Choice displays the default choices Y and N if used without parameters.

==Syntax==

===DOS===
CHOICE [/C[:]choices] [/N] [/S] [/T[:]c,nn] ["text"]

Arguments:
- /C[:]choices Specifies allowable keys. The default is "YN".
- /T[:]c,nn This defaults choice to "c" after "nn" seconds.
- text Specifies the prompt string to display. (Quotes are optional).

Flags:
- /N Specifies not to display the choices and "?" at end of prompt string.
- /S Specifies that choice keys should be treated as case sensitive.
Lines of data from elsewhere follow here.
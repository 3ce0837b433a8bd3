//! Error types for tabtab

use std::io;
use std::path::PathBuf;
use thiserror::Error;

/// Result type alias for tabtab operations
pub type Result<T> = std::result::Result<T, TabtabError>;

/// Main error type for tabtab
#[derive(Error, Debug)]
pub enum TabtabError {
    /// Manifest discovery, loading and validation errors
    #[error("Manifest error: {0}")]
    Manifest(#[from] ManifestError),

    /// YAML parsing errors
    #[error("YAML parsing error: {0}")]
    Yaml(#[from] serde_yaml::Error),

    /// A completion script could not be written
    #[error("Failed to write '{}': {source}", path.display())]
    Write {
        path: PathBuf,
        #[source]
        source: io::Error,
    },

    #[error("Did not find a command-line entry point to generate completions for")]
    NothingGenerated,
}

/// Manifest parsing and validation errors
#[derive(Error, Debug)]
pub enum ManifestError {
    #[error("Failed to find manifest file (searched: {0})")]
    NotFound(String),

    #[error("Invalid manifest: {0}")]
    Invalid(String),

    #[error("Failed to include file '{}': {error}", path.display())]
    IncludeFile { path: PathBuf, error: String },

    #[error("Entry point '{0}' is not defined")]
    EntryPointNotFound(String),
}

/// Specialized result type for manifest operations
pub type ManifestResult<T> = std::result::Result<T, ManifestError>;
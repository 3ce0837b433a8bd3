//! Manifest parsing and validation
//!
//! This module handles parsing of tabtab.yml manifests, loading of the
//! entry points they declare, and validation of command trees.

pub mod parse;
pub mod schema;
pub mod types;

// Re-export main types
pub use parse::*;
pub use schema::*;
pub use types::*;
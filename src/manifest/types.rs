//! Core manifest types
//!
//! This module defines the data structures that represent a tabtab.yml manifest
//! and the command trees it declares.

use serde::{Deserialize, Serialize};
use std::collections::BTreeMap;

/// Top-level manifest structure
#[derive(Debug, Clone, Default, Deserialize, Serialize)]
pub struct Manifest {
    /// Entry points, keyed by the program name the completions are for
    #[serde(default)]
    pub entrypoints: BTreeMap<String, EntryRef>,
}

/// A reference to an entry point's command tree
#[derive(Debug, Clone, Deserialize, Serialize)]
#[serde(untagged)]
pub enum EntryRef {
    /// Tree stored in another YAML file, relative to the manifest
    Include { include: String },

    /// Tree declared inline
    Inline(Node),

    /// Anything else, e.g. a bare `module:function` string
    Opaque(serde_yaml::Value),
}

/// A node of a command tree.
///
/// A node carries no kind tag. Whether it is a group or a leaf command is
/// decided by which fields it exposes; see [`crate::complete::classify`].
#[derive(Debug, Clone, Default, PartialEq, Deserialize, Serialize)]
pub struct Node {
    /// Help text shown next to the node in completion menus
    #[serde(default, skip_serializing_if = "Option::is_none")]
    pub help: Option<String>,

    /// Parameters accepted by this node
    #[serde(default, skip_serializing_if = "Option::is_none")]
    pub params: Option<Vec<Param>>,

    /// Named subcommands; present only on groups
    #[serde(default, skip_serializing_if = "Option::is_none")]
    pub commands: Option<BTreeMap<String, Node>>,
}

/// A parameter of a command or group
#[derive(Debug, Clone, PartialEq, Deserialize, Serialize)]
#[serde(tag = "kind", rename_all = "lowercase")]
pub enum Param {
    /// A flagged parameter
    Option(OptionParam),

    /// A positional parameter
    Argument(ArgumentParam),
}

/// An option (flag) definition
#[derive(Debug, Clone, PartialEq, Deserialize, Serialize)]
pub struct OptionParam {
    /// Invocation strings, e.g. `-v` and `--verbose`
    pub opts: Vec<String>,

    /// Help text
    #[serde(default, skip_serializing_if = "Option::is_none")]
    pub help: Option<String>,

    /// Whether the option may be repeated
    #[serde(default)]
    pub multiple: bool,

    /// Whether the option consumes a following value
    #[serde(default)]
    pub takes_value: bool,

    /// Display name for the value
    #[serde(default, skip_serializing_if = "Option::is_none")]
    pub metavar: Option<String>,
}

/// An argument (positional parameter) definition
#[derive(Debug, Clone, PartialEq, Deserialize, Serialize)]
pub struct ArgumentParam {
    /// Argument name
    pub name: String,

    /// Display name for the value
    #[serde(default, skip_serializing_if = "Option::is_none")]
    pub metavar: Option<String>,

    /// Required argument
    #[serde(default = "default_required")]
    pub required: bool,

    /// Number of values taken; -1 means any number
    #[serde(default = "default_nargs")]
    pub nargs: i32,
}

fn default_required() -> bool {
    true
}

fn default_nargs() -> i32 {
    1
}

impl Param {
    /// Invocation strings of this parameter
    pub fn opts(&self) -> &[String] {
        match self {
            Param::Option(opt) => &opt.opts,
            Param::Argument(arg) => std::slice::from_ref(&arg.name),
        }
    }

    /// Help text, if the parameter has any
    pub fn help(&self) -> Option<&str> {
        match self {
            Param::Option(opt) => opt.help.as_deref(),
            Param::Argument(_) => None,
        }
    }

    /// Display placeholder for the parameter's value
    pub fn make_metavar(&self) -> String {
        match self {
            Param::Option(opt) => opt.make_metavar(),
            Param::Argument(arg) => arg.make_metavar(),
        }
    }

    /// The option definition, if this parameter is an option
    pub fn as_option(&self) -> Option<&OptionParam> {
        match self {
            Param::Option(opt) => Some(opt),
            Param::Argument(_) => None,
        }
    }
}

impl OptionParam {
    pub fn make_metavar(&self) -> String {
        if let Some(metavar) = &self.metavar {
            return metavar.clone();
        }
        if self.takes_value {
            "TEXT".to_string()
        } else {
            "BOOLEAN".to_string()
        }
    }
}

impl ArgumentParam {
    pub fn make_metavar(&self) -> String {
        let mut metavar = self
            .metavar
            .clone()
            .unwrap_or_else(|| self.name.to_uppercase());
        if self.nargs != 1 {
            metavar.push_str("...");
        }
        if !self.required {
            metavar = format!("[{}]", metavar);
        }
        metavar
    }
}

impl Node {
    /// Create a leaf command node
    pub fn command(help: Option<&str>, params: Vec<Param>) -> Self {
        Node {
            help: help.map(str::to_string),
            params: Some(params),
            commands: None,
        }
    }

    /// Create a group node
    pub fn group(
        help: Option<&str>,
        params: Vec<Param>,
        commands: impl IntoIterator<Item = (String, Node)>,
    ) -> Self {
        Node {
            help: help.map(str::to_string),
            params: Some(params),
            commands: Some(commands.into_iter().collect()),
        }
    }
}
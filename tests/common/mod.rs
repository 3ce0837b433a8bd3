//! Common test utilities

#![allow(dead_code)]

use std::fs;
use std::path::PathBuf;
use tabtab::manifest::{ArgumentParam, Node, OptionParam, Param};
use tempfile::TempDir;

/// Create a temporary directory with a tabtab.yml file
pub fn create_test_manifest(content: &str) -> (TempDir, PathBuf) {
    let temp_dir = TempDir::new().unwrap();
    let manifest_path = temp_dir.path().join("tabtab.yml");
    fs::write(&manifest_path, content).unwrap();
    (temp_dir, manifest_path)
}

/// An option parameter
pub fn option(opts: &[&str], help: Option<&str>, multiple: bool, takes_value: bool) -> Param {
    Param::Option(OptionParam {
        opts: opts.iter().map(|s| s.to_string()).collect(),
        help: help.map(str::to_string),
        multiple,
        takes_value,
        metavar: None,
    })
}

/// A required single-value argument
pub fn argument(name: &str) -> Param {
    Param::Argument(ArgumentParam {
        name: name.to_string(),
        metavar: None,
        required: true,
        nargs: 1,
    })
}

/// A group with `add` and `remove` leaves
pub fn add_remove_group() -> Node {
    Node::group(
        Some("Manage things"),
        vec![option(&["--debug"], Some("Debug output"), false, false)],
        [
            (
                "add".to_string(),
                Node::command(
                    Some("Add a thing. Adds it for good."),
                    vec![option(&["-f", "--force"], Some("Overwrite"), false, false), argument("path")],
                ),
            ),
            (
                "remove".to_string(),
                Node::command(None, vec![option(&["--all"], None, false, false)]),
            ),
        ],
    )
}

/// `top` containing group `sub` containing leaf `leaf`
pub fn nested_tree() -> Node {
    let leaf = Node::command(
        Some("The leaf"),
        vec![option(&["--leaf-only"], Some("Only on the leaf"), false, true)],
    );
    let sub = Node::group(
        Some("The sub group"),
        vec![option(&["--sub-flag"], Some("Sub flag"), false, false)],
        [("leaf".to_string(), leaf)],
    );
    Node::group(
        Some("The top"),
        vec![option(&["--top-flag"], Some("Top flag"), false, false)],
        [("sub".to_string(), sub)],
    )
}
===Microsoft Windows, ReactOS===
CHOICE [/C [<Choice1><Choice2><…>]] [/N] [/CS] [/T <Timeout> /D <Choice>] [/M <"Text">]

Arguments:
- /C[:]choices Specifies allowable keys. The default is "YN". (Microsoft Windows restricts valid choice keys to a-z, A-Z, 0-9 and ASCII values of 128 to 254)
- /T[:]nn This defaults choice to /D after "nn" seconds. Must be specified with default /D.
- /D[:]c This defaults choice to 'c'.
- /M text Specifies the prompt string to display.

Flags:
- /N Specifies not to display the choices and "?" at end of prompt string.
- /CS Specifies that choice keys should be treated as case sensitive.

==Example==
The batch file below gives the user three choices.
The user is directed depending upon his input by evaluating the exit code using the IF ERRORLEVEL command (which tests on "greater or equal"). The selected choice is then printed to the screen using the ECHO command.

@ECHO OFF
@CHOICE /C:XYZ
IF ERRORLEVEL 3 GOTO Zpressed
IF ERRORLEVEL 2 GOTO Ypressed
IF ERRORLEVEL 1 GOTO Xpressed
GOTO end
Xpressed
ECHO You have pressed "X"!
GOTO end
Ypressed
ECHO You have pressed "Y"!
GOTO end
Zpressed
ECHO You have pressed "Z"!
end
@PAUSE

Note that the example uses the DOS syntax. This example requires slight adjustments before it applies directly to Windows versions of the CHOICE command.
Note that the IF command, when checking the ERRORLEVEL, compares the number and matches if ERRORLEVEL is equal to or higher than that number. Because of this IF ERRORLEVEL comparisons should be done in decrementing order.
Note that if the user presses Control-C to escape CHOICE followed by N then the program will continue. The first "Goto end" is needed.